[[ Data listing, beginning ]]

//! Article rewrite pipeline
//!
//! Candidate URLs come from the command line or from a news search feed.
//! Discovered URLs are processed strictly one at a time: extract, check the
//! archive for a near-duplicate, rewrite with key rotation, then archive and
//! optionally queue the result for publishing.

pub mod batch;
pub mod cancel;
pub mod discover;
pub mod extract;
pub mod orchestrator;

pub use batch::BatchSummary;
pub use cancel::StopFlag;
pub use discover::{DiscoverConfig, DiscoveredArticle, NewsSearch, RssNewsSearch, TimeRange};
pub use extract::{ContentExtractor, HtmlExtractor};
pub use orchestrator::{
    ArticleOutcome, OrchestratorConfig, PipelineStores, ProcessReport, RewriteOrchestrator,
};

[[ Data listing, end ]]
[[ Data listing, beginning ]]

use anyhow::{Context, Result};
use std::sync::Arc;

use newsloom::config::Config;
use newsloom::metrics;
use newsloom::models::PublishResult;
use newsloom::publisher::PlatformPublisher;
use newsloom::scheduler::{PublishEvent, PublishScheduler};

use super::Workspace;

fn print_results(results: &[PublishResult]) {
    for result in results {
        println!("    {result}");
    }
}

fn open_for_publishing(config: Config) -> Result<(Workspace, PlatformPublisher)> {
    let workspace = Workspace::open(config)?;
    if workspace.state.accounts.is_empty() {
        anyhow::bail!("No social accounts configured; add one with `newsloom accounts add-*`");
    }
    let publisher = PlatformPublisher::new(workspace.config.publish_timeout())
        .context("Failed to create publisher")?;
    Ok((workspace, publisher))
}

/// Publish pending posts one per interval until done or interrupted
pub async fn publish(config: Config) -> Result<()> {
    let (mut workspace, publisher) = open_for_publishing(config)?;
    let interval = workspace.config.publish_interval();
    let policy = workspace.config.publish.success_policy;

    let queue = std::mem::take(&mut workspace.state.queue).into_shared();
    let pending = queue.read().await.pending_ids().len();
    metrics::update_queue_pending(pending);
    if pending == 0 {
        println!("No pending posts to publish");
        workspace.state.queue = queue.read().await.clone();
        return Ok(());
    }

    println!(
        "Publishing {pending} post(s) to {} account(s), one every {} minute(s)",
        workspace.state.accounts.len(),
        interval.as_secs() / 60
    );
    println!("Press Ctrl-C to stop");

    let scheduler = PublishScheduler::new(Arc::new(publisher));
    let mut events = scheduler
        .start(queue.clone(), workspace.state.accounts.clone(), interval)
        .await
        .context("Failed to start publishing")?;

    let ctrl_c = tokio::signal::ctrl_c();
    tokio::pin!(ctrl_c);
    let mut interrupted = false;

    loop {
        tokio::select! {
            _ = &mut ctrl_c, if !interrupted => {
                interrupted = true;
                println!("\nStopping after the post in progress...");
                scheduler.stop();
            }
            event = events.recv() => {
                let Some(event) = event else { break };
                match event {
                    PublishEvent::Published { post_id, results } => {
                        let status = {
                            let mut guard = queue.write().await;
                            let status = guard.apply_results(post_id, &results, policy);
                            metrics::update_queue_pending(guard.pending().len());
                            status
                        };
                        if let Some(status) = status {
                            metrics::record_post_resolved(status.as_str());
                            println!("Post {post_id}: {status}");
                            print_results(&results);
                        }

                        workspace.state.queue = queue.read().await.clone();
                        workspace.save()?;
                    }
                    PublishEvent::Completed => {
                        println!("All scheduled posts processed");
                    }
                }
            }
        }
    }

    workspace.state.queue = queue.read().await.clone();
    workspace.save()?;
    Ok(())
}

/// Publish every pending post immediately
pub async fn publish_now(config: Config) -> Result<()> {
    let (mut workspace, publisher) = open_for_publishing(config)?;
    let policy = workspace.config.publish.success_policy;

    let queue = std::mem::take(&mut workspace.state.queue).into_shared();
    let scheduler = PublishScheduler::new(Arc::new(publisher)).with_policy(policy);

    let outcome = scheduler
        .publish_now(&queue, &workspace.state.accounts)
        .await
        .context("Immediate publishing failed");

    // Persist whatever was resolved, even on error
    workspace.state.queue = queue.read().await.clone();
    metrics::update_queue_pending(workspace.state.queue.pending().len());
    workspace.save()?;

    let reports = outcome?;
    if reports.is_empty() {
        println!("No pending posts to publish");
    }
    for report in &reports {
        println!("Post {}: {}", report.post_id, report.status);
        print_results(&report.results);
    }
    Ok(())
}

[[ Data listing, end ]]

**Exercise requirements:**
Each line of the material that has "interrupted" in it should be counted; reply with that number alone.

**Solution to this exercise:**
4